Aim of the task ▸
Each line below containing the word "successful" needs to be shown.

____ Dataset

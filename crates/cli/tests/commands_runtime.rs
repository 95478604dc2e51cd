use std::env;
use std::sync::{Mutex, OnceLock};

use pulsedesk_cli::commands::{digest, migrate, seed};
use serde_json::Value;

// 32 zero bytes, base64.
const TEST_MASTER_KEY: &str = "AAAAAAAAAAAAAAAAAAAAAAAAAAAAAAAAAAAAAAAAAAA=";

fn valid_env() -> Vec<(&'static str, &'static str)> {
    vec![
        ("PULSEDESK_DATABASE_URL", "sqlite::memory:?cache=shared"),
        ("PULSEDESK_DATABASE_MAX_CONNECTIONS", "1"),
        ("PULSEDESK_VAULT_MASTER_KEY", TEST_MASTER_KEY),
    ]
}

#[test]
fn migrate_returns_success_with_valid_env() {
    with_env(&valid_env(), || {
        let result = migrate::run();
        assert_eq!(result.exit_code, 0, "expected successful migrate run");

        let payload = parse_payload(&result.output);
        assert_eq!(payload["command"], "migrate");
        assert_eq!(payload["status"], "ok");
    });
}

#[test]
fn migrate_returns_config_failure_without_vault_key() {
    with_env(&[("PULSEDESK_DATABASE_URL", "sqlite::memory:")], || {
        let result = migrate::run();
        assert_eq!(result.exit_code, 2, "expected config validation failure code");

        let payload = parse_payload(&result.output);
        assert_eq!(payload["command"], "migrate");
        assert_eq!(payload["status"], "error");
        assert_eq!(payload["error_class"], "config_validation");
    });
}

#[test]
fn seed_loads_demo_events_and_reports_the_count() {
    with_env(&valid_env(), || {
        let result = seed::run("agency-demo");
        assert_eq!(result.exit_code, 0, "expected successful seed run");

        let payload = parse_payload(&result.output);
        assert_eq!(payload["command"], "seed");
        assert_eq!(payload["status"], "ok");

        let message = payload["message"].as_str().unwrap_or("");
        assert!(message.contains("agency-demo"));
        assert!(message.contains("demo spend events"));
    });
}

#[test]
fn seed_reports_the_same_count_across_runs() {
    with_env(&valid_env(), || {
        let first = parse_payload(&seed::run("agency-demo").output);
        let second = parse_payload(&seed::run("agency-demo").output);

        assert_eq!(first["status"], "ok");
        assert_eq!(first["message"], second["message"]);
    });
}

#[test]
fn digest_builds_for_a_tenant_without_spend_data() {
    with_env(&valid_env(), || {
        let result = digest::run("agency-empty");
        assert_eq!(result.exit_code, 0, "expected digest build to succeed on empty data");

        let payload = parse_payload(&result.output);
        assert_eq!(payload["command"], "digest");
        assert_eq!(payload["status"], "ok");
        assert!(payload["message"].as_str().unwrap_or("").contains("0 accounts"));
    });
}

fn parse_payload(output: &str) -> Value {
    serde_json::from_str(output).expect("command output should be valid JSON")
}

fn with_env(vars: &[(&str, &str)], test_fn: impl FnOnce()) {
    static ENV_LOCK: OnceLock<Mutex<()>> = OnceLock::new();
    let _guard =
        ENV_LOCK.get_or_init(|| Mutex::new(())).lock().expect("env mutex should not be poisoned");

    let keys = [
        "PULSEDESK_DATABASE_URL",
        "PULSEDESK_DATABASE_MAX_CONNECTIONS",
        "PULSEDESK_DATABASE_TIMEOUT_SECS",
        "PULSEDESK_VAULT_MASTER_KEY",
        "PULSEDESK_FALLBACK_PROVIDER",
        "PULSEDESK_FALLBACK_API_KEY",
        "PULSEDESK_FALLBACK_MODEL",
        "PULSEDESK_DIGEST_WINDOW_DAYS",
        "PULSEDESK_DIGEST_TOKEN_BUDGET",
        "PULSEDESK_AGENT_PROVIDER_CACHE_TTL_SECS",
        "PULSEDESK_AGENT_MODEL_TIMEOUT_SECS",
        "PULSEDESK_LOGGING_LEVEL",
        "PULSEDESK_LOGGING_FORMAT",
        "PULSEDESK_LOG_LEVEL",
        "PULSEDESK_LOG_FORMAT",
    ];

    let previous_values: Vec<(&str, Option<String>)> =
        keys.iter().map(|key| (*key, env::var(key).ok())).collect();

    for key in &keys {
        env::remove_var(key);
    }
    for (key, value) in vars {
        env::set_var(key, value);
    }

    test_fn();

    for (key, value) in previous_values {
        if let Some(value) = value {
            env::set_var(key, value);
        } else {
            env::remove_var(key);
        }
    }
}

________

Expected output ▸
        assert_eq!(result.exit_code, 0, "expected successful migrate run");
        assert_eq!(result.exit_code, 0, "expected successful seed run");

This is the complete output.